■ WHAT NEEDS TO BE DONE
Look for the word "corepack" in the entries and copy every line where it shows up.

(Saved entries)

....

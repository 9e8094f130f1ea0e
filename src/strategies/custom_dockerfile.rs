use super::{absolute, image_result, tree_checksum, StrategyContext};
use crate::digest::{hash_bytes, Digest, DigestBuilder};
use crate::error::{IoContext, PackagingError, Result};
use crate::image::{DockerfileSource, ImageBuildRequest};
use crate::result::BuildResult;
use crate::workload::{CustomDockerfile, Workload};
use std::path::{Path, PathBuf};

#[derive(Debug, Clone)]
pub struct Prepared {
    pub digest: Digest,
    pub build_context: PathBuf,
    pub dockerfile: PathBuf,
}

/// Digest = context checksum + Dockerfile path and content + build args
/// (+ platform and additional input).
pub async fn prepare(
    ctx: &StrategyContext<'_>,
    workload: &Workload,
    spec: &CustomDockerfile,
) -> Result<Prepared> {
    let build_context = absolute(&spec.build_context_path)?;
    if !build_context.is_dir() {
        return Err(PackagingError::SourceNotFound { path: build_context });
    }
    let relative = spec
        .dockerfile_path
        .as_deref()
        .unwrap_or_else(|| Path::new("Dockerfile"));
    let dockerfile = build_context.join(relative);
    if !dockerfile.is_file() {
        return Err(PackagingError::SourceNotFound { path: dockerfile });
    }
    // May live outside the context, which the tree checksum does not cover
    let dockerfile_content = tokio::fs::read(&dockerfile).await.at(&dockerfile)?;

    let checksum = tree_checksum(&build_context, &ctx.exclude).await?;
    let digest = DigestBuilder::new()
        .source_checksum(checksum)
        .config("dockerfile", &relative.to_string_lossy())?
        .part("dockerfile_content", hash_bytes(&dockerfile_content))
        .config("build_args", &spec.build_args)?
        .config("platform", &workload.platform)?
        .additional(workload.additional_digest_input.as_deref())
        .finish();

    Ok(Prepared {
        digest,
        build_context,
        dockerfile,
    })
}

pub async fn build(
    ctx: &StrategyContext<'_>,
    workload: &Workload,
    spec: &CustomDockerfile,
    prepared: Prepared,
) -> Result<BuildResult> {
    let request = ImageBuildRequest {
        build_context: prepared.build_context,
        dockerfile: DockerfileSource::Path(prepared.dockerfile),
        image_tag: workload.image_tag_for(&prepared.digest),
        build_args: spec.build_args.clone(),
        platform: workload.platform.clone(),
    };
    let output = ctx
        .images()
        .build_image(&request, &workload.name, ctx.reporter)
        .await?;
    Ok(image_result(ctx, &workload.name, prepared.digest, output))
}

....

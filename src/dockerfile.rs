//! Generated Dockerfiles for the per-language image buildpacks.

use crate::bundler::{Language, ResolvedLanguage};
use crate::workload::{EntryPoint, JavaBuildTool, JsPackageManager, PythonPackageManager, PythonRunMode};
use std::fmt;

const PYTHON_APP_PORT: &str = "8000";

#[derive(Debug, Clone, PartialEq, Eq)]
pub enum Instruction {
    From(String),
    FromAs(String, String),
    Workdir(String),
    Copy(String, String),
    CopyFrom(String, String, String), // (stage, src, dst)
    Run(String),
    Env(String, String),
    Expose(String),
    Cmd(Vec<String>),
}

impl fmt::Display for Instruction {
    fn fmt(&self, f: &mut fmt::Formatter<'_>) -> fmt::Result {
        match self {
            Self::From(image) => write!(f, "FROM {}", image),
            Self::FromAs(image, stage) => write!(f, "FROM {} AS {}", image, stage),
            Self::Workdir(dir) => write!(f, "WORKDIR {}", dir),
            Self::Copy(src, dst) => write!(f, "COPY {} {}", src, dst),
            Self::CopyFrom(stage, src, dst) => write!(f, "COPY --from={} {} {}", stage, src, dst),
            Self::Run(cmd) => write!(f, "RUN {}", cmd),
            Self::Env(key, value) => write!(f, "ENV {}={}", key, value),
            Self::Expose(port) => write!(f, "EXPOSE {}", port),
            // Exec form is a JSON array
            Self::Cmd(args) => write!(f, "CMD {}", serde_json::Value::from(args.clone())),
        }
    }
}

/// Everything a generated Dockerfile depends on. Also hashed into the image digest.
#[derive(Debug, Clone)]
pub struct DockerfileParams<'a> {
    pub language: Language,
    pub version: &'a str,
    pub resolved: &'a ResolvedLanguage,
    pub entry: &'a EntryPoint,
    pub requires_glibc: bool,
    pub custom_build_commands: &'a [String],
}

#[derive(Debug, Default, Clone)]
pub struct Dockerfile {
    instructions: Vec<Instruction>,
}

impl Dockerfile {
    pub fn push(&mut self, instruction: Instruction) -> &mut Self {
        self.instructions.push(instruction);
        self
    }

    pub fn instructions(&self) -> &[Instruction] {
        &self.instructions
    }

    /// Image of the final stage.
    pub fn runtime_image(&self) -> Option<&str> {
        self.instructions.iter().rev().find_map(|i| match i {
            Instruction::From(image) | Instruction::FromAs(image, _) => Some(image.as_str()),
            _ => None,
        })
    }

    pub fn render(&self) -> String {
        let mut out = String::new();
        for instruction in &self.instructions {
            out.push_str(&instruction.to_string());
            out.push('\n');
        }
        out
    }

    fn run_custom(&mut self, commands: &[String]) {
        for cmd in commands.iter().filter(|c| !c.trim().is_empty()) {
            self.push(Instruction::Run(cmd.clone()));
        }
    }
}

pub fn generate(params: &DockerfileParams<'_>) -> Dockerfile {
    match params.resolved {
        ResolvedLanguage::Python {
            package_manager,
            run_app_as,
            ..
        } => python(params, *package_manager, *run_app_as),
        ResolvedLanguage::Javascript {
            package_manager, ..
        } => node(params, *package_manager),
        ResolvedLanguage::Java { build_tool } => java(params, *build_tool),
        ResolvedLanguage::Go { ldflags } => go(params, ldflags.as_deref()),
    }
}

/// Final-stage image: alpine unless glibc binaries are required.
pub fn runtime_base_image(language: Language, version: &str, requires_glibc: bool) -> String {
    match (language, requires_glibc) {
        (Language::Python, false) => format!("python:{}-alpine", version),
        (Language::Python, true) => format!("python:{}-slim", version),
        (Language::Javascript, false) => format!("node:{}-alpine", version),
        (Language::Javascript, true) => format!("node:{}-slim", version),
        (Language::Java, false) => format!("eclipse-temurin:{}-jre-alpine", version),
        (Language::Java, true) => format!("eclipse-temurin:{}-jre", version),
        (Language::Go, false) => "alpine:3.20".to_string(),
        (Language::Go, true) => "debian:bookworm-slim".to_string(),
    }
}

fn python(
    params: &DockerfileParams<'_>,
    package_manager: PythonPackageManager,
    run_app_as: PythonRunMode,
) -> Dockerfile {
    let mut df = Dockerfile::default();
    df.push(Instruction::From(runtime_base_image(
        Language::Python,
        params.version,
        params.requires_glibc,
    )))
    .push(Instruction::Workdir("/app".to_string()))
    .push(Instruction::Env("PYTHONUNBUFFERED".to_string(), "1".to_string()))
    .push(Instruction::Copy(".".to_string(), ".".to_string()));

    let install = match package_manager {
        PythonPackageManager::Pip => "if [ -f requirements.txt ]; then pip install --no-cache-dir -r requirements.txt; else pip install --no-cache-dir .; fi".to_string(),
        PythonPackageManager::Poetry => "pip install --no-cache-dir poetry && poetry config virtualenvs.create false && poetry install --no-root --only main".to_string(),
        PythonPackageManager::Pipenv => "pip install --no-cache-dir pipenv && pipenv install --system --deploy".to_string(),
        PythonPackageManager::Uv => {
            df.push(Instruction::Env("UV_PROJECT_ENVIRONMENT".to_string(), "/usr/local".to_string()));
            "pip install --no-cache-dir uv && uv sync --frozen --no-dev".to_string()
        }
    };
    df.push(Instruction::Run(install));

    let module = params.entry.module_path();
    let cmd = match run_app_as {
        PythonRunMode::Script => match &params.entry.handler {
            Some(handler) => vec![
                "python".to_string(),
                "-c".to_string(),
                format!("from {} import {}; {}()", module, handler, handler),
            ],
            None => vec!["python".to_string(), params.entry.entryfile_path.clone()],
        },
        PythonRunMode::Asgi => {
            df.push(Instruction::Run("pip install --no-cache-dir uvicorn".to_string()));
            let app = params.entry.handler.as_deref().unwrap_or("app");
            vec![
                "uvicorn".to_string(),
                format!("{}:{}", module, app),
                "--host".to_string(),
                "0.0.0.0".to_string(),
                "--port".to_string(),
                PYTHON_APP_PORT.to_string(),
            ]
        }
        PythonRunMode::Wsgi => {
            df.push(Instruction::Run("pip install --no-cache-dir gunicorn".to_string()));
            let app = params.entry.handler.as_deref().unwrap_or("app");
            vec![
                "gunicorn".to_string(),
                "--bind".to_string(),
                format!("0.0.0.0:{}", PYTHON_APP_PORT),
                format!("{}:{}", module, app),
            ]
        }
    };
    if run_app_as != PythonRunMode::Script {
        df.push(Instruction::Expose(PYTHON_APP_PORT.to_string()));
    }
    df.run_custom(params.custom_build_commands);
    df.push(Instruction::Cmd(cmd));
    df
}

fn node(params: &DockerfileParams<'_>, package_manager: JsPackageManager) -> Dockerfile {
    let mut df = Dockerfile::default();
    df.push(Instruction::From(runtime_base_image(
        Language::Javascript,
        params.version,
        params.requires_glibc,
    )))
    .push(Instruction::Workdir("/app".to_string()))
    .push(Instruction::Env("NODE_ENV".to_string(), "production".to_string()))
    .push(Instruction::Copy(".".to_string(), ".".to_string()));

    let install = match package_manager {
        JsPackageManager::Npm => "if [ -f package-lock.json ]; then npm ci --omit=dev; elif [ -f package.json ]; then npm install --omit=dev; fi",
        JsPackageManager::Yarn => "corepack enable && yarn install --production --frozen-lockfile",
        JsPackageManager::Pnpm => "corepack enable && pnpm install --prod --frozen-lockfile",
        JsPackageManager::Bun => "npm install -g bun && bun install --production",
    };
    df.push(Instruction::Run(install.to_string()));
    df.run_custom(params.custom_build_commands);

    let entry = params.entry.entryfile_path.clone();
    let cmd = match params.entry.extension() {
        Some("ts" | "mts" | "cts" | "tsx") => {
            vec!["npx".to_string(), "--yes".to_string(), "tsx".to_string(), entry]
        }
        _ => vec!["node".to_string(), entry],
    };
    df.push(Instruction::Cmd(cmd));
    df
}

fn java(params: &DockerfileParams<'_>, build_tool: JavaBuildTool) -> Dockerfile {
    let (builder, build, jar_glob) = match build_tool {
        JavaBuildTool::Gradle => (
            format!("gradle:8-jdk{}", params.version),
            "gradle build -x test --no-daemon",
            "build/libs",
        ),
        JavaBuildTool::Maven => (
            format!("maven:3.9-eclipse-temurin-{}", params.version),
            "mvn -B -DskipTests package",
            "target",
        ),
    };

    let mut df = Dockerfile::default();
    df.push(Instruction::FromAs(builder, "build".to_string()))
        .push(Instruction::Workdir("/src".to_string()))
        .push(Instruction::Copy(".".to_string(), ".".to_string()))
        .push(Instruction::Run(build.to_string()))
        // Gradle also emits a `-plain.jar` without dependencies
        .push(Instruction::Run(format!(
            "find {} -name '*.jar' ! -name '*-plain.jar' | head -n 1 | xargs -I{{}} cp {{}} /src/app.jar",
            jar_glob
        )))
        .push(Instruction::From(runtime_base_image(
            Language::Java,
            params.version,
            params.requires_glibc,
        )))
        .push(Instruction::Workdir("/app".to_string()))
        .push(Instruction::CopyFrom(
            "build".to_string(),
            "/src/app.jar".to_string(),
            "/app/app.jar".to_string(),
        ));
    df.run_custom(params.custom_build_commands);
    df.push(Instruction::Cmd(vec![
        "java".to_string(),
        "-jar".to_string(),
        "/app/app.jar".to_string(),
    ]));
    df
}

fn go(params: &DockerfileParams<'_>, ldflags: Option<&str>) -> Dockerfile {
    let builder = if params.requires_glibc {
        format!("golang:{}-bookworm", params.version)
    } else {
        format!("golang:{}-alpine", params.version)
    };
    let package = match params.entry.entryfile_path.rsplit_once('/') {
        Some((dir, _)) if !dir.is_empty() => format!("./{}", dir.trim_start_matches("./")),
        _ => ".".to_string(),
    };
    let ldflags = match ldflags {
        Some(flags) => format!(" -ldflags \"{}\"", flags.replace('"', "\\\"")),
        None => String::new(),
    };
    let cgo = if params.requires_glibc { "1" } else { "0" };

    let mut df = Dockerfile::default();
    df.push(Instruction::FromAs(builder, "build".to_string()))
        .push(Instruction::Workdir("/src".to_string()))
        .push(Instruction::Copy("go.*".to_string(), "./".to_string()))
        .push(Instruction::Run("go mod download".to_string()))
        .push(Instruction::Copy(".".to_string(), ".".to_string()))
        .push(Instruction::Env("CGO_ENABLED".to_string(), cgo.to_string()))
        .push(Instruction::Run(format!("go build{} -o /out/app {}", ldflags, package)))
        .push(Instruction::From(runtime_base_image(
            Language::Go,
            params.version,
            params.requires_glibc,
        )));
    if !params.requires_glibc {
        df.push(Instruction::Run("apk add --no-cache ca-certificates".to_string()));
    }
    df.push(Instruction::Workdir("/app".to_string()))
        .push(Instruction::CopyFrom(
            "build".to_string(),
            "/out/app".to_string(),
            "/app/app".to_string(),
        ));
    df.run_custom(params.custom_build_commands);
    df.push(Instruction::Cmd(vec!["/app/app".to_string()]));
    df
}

....

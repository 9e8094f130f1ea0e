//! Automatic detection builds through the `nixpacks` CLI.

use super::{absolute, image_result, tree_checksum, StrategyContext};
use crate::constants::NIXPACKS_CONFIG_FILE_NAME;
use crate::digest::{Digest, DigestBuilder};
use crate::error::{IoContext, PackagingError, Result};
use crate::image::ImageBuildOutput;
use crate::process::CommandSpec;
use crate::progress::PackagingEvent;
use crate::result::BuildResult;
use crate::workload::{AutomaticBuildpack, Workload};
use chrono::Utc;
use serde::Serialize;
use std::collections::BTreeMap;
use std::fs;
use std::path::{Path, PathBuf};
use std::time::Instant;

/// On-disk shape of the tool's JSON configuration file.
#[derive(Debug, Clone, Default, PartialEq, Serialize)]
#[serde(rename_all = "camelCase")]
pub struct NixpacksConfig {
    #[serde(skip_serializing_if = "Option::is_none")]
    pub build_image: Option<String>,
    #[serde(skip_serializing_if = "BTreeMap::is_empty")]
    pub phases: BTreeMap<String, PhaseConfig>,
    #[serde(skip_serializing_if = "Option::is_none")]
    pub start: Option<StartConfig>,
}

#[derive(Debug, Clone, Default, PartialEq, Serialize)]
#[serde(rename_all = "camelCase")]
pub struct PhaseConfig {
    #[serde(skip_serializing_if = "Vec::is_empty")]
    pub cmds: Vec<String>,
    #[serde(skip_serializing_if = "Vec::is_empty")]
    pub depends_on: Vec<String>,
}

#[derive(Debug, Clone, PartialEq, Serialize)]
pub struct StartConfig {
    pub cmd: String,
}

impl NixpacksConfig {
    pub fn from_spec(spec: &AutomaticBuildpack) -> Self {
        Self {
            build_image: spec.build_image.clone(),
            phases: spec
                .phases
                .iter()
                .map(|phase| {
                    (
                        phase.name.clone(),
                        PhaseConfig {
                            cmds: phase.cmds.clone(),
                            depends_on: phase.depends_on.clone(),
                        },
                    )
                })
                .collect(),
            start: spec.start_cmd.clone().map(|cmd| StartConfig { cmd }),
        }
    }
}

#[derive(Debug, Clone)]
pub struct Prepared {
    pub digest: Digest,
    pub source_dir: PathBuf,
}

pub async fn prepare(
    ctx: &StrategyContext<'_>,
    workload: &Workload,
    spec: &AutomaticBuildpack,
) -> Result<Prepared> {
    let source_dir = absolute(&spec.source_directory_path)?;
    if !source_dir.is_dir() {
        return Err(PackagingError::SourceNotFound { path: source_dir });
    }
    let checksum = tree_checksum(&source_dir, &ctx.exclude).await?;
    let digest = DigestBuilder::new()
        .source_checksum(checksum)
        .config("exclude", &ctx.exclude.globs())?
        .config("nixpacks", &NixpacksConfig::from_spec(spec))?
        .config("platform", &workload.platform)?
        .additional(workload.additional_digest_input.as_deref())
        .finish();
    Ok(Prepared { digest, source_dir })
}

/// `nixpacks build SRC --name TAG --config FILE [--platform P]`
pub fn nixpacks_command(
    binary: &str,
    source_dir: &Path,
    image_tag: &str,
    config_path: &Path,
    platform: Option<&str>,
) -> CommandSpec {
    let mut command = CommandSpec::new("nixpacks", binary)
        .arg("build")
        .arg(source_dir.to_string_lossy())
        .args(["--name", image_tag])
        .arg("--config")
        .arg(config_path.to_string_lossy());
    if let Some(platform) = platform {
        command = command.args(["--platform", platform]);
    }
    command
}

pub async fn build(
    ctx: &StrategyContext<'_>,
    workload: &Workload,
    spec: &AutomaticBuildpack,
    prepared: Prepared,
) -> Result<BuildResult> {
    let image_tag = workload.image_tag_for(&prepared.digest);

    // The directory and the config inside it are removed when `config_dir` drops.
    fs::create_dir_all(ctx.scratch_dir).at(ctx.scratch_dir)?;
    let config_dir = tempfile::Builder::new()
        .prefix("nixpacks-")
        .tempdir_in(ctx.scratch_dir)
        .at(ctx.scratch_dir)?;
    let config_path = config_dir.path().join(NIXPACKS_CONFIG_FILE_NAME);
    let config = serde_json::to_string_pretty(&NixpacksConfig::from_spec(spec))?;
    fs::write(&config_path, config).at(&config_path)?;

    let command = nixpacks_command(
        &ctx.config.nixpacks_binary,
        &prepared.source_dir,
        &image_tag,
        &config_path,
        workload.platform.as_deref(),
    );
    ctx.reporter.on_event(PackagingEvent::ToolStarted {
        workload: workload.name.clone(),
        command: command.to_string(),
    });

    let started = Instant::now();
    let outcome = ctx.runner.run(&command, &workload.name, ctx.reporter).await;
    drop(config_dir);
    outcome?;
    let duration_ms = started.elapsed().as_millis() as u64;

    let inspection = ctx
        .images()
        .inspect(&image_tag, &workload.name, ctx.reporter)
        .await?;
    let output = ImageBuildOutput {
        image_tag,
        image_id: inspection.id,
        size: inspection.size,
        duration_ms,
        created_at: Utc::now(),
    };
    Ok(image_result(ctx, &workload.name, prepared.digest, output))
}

....

■ SOLUTION
        JsPackageManager::Yarn => "corepack enable && yarn install --production --frozen-lockfile",
        JsPackageManager::Pnpm => "corepack enable && pnpm install --prod --frozen-lockfile",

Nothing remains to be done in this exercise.